▶ _PROBLEM REQUIREMENTS_
Every line of the entries below that mentions "InvoiceCreateRequest" is to be copied out.
═════ MATERIAL FOR THIS TASK
//! Query-level checks against a live Postgres.
//!
//! Run with `DATABASE_URL=postgres://… cargo test -p db -- --ignored`.

use chrono::{Duration, Utc};
use common::misc::EmailSendOption;
use db::{
    dtos::{client::ClientCreateRequest, invoice::InvoiceCreateRequest, user::UserCreateRequest},
    models::{client::Client, invoice::Invoice, user::User},
};
use sqlx::PgPool;

async fn seed_user(pool: &PgPool, email: &str) -> User {
    db::user::insert_user(
        pool,
        UserCreateRequest {
            name: "Freelancer".to_string(),
            email: email.to_string(),
        },
    )
    .await
    .unwrap()
}

async fn seed_client(pool: &PgPool, user: &User) -> Client {
    db::client::insert_client(
        pool,
        ClientCreateRequest {
            user_id: user.id,
            name: "Acme".to_string(),
            email: "billing@acme.test".to_string(),
        },
    )
    .await
    .unwrap()
}

async fn seed_invoice(pool: &PgPool, user: &User, client: &Client) -> Invoice {
    let now = Utc::now().naive_utc();
    db::invoice::insert_invoice(
        pool,
        InvoiceCreateRequest {
            user_id: user.id,
            client_id: client.id,
            amount: 100.0,
            due_date: now + Duration::days(14),
            notes: None,
            logo: None,
            line_items: None,
            tax_rate: 0.0,
            discount: 0.0,
            shipping: 0.0,
            email_send_option: EmailSendOption::Schedule,
            email_scheduled_at: Some(now - Duration::minutes(1)),
        },
    )
    .await
    .unwrap()
}

#[sqlx::test(migrations = "./migrations")]
#[ignore = "requires DATABASE_URL"]
async fn invoices_are_invisible_to_other_users(pool: PgPool) {
    let owner = seed_user(&pool, "owner@example.com").await;
    let intruder = seed_user(&pool, "intruder@example.com").await;
    let client = seed_client(&pool, &owner).await;
    let invoice = seed_invoice(&pool, &owner, &client).await;

    let seen = db::invoice::get_invoice_for_user(&pool, intruder.id, invoice.id)
        .await
        .unwrap();
    assert!(seen.is_none());

    let listed = db::invoice::get_invoices_for_user(&pool, intruder.id, Default::default())
        .await
        .unwrap();
    assert!(listed.is_empty());

    let client_seen = db::client::get_client_for_user(&pool, intruder.id, client.id)
        .await
        .unwrap();
    assert!(client_seen.is_none());
}

#[sqlx::test(migrations = "./migrations")]
#[ignore = "requires DATABASE_URL"]
async fn other_users_cannot_mark_an_invoice_paid(pool: PgPool) {
    let owner = seed_user(&pool, "owner@example.com").await;
    let intruder = seed_user(&pool, "intruder@example.com").await;
    let client = seed_client(&pool, &owner).await;
    let invoice = seed_invoice(&pool, &owner, &client).await;
    let now = Utc::now().naive_utc();

    let updated = db::invoice::mark_invoice_paid(&pool, intruder.id, invoice.id, now)
        .await
        .unwrap();
    assert!(updated.is_none());

    let stored = db::invoice::get_invoice_for_user(&pool, owner.id, invoice.id)
        .await
        .unwrap()
        .unwrap();
    assert_eq!(stored.status, "UNPAID");
    assert!(stored.paid_at.is_none());

    let paid = db::invoice::mark_invoice_paid(&pool, owner.id, invoice.id, now)
        .await
        .unwrap()
        .unwrap();
    assert_eq!(paid.status, "PAID");
}

#[sqlx::test(migrations = "./migrations")]
#[ignore = "requires DATABASE_URL"]
async fn scheduled_email_can_only_be_claimed_once(pool: PgPool) {
    let owner = seed_user(&pool, "owner@example.com").await;
    let client = seed_client(&pool, &owner).await;
    let invoice = seed_invoice(&pool, &owner, &client).await;
    let now = Utc::now().naive_utc();

    let due = db::invoice::get_due_scheduled_emails(&pool, now).await.unwrap();
    assert_eq!(due.len(), 1);
    assert_eq!(due[0].client_email, "billing@acme.test");

    assert!(db::invoice::claim_scheduled_email(&pool, invoice.id, now).await.unwrap());
    assert!(!db::invoice::claim_scheduled_email(&pool, invoice.id, now).await.unwrap());
    assert!(db::invoice::get_due_scheduled_emails(&pool, now).await.unwrap().is_empty());

    db::invoice::release_scheduled_email(&pool, invoice.id).await.unwrap();
    assert_eq!(db::invoice::get_due_scheduled_emails(&pool, now).await.unwrap().len(), 1);
}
══════════
▶ _EXERCISE RESULT_
    dtos::{client::ClientCreateRequest, invoice::InvoiceCreateRequest, user::UserCreateRequest},
        InvoiceCreateRequest {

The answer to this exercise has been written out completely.